• HOW TO COMPLETE THIS TASK
Check every line of the records below for the string "ElementId" and copy the ones that have it.

RECORDS PROVIDED START

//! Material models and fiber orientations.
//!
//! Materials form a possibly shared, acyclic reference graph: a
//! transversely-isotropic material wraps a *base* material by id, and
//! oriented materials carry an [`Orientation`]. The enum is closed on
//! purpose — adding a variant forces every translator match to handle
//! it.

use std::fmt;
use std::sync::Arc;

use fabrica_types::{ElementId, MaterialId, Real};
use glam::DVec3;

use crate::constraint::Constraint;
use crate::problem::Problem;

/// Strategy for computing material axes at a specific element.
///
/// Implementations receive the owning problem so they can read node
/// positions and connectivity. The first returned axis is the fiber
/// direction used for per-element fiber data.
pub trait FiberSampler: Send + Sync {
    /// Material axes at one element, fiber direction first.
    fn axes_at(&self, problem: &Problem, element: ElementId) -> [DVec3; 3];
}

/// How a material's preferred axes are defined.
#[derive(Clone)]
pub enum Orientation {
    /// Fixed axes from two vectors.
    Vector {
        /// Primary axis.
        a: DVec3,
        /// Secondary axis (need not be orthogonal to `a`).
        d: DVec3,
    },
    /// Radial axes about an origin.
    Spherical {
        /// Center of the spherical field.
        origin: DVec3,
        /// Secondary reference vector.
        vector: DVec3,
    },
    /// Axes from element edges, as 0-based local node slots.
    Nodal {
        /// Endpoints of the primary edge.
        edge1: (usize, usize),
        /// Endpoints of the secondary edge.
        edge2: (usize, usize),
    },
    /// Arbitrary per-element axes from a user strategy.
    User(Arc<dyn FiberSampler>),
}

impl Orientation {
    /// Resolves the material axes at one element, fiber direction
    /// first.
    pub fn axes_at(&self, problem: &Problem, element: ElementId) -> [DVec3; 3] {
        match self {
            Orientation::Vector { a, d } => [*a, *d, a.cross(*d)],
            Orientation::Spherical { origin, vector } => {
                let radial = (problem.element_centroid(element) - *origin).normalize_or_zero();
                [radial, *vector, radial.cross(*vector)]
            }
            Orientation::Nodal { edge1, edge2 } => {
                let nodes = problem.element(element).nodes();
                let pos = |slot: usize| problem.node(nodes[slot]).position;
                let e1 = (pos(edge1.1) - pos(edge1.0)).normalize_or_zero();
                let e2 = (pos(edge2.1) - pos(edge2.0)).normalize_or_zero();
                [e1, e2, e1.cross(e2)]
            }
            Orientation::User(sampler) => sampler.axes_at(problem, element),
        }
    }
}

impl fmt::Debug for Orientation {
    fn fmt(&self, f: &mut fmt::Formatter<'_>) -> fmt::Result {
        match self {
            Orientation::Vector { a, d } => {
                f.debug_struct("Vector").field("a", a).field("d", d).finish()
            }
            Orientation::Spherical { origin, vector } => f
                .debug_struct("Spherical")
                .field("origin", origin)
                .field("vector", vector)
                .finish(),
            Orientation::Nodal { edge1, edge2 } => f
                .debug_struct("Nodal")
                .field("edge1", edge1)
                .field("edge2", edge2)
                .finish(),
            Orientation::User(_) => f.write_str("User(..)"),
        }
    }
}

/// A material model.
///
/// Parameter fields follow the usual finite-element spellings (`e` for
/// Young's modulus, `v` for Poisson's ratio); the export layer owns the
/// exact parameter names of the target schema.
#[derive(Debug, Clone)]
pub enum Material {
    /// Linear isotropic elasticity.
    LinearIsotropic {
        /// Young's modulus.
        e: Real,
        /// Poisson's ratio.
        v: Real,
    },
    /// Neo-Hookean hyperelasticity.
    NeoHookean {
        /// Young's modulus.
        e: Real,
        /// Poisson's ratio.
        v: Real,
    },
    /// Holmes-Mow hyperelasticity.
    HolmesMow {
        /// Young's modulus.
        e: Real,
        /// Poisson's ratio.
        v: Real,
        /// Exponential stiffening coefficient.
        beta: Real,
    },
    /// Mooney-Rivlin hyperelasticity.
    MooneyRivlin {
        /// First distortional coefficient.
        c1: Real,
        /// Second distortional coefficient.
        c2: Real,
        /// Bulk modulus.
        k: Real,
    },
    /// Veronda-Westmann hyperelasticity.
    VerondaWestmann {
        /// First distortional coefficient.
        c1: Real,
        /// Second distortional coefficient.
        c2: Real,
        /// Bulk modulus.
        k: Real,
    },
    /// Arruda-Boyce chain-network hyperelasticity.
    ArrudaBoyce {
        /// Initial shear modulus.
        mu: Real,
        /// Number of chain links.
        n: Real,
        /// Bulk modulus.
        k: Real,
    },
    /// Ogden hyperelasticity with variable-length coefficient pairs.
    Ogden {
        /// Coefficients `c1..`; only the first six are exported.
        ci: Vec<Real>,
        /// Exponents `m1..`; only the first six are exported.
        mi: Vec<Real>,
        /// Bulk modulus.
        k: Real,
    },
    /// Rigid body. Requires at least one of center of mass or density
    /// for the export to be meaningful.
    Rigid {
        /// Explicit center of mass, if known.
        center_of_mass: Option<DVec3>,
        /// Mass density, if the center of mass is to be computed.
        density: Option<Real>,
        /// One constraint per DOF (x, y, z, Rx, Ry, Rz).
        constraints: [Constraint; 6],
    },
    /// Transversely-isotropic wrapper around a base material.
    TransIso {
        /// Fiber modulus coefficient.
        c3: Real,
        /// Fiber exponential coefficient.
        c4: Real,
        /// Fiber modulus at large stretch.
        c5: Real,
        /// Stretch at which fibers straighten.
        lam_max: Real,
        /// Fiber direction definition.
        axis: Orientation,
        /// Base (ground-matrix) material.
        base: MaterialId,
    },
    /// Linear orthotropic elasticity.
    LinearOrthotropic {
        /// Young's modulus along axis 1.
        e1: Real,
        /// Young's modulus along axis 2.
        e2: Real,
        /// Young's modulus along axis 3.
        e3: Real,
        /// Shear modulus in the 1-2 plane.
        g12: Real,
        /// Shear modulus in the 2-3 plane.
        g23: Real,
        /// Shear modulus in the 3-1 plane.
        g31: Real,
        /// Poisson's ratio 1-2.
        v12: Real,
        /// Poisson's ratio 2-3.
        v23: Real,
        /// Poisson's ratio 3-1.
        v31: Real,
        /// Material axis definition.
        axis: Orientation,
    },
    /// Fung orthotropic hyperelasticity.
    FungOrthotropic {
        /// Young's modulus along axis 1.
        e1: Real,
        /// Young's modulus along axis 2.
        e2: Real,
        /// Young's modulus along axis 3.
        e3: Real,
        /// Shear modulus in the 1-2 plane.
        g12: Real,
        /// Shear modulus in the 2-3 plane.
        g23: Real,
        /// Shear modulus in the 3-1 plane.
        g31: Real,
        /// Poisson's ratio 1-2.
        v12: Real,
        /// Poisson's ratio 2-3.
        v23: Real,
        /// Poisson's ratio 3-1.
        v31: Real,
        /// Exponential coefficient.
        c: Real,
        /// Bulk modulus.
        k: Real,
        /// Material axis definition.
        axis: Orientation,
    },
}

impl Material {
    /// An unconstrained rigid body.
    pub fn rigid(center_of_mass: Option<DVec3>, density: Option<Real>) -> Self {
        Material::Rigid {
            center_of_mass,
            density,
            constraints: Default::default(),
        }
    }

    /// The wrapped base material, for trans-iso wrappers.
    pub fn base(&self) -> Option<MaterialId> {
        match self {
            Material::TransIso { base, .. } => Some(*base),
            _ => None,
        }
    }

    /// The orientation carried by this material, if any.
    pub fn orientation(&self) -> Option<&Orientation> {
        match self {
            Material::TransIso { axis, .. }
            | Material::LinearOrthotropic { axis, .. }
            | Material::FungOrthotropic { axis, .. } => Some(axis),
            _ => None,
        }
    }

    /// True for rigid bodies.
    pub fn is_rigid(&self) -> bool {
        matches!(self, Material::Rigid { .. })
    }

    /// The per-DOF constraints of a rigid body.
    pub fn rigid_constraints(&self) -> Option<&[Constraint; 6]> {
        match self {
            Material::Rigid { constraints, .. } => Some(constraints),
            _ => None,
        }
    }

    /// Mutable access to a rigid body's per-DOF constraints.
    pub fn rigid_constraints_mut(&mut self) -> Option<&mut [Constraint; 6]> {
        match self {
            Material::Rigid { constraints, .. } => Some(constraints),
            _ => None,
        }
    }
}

RECORDS PROVIDED END

• SOLUTION FOR THIS TASK
use fabrica_types::{ElementId, MaterialId, Real};
    fn axes_at(&self, problem: &Problem, element: ElementId) -> [DVec3; 3];
    pub fn axes_at(&self, problem: &Problem, element: ElementId) -> [DVec3; 3] {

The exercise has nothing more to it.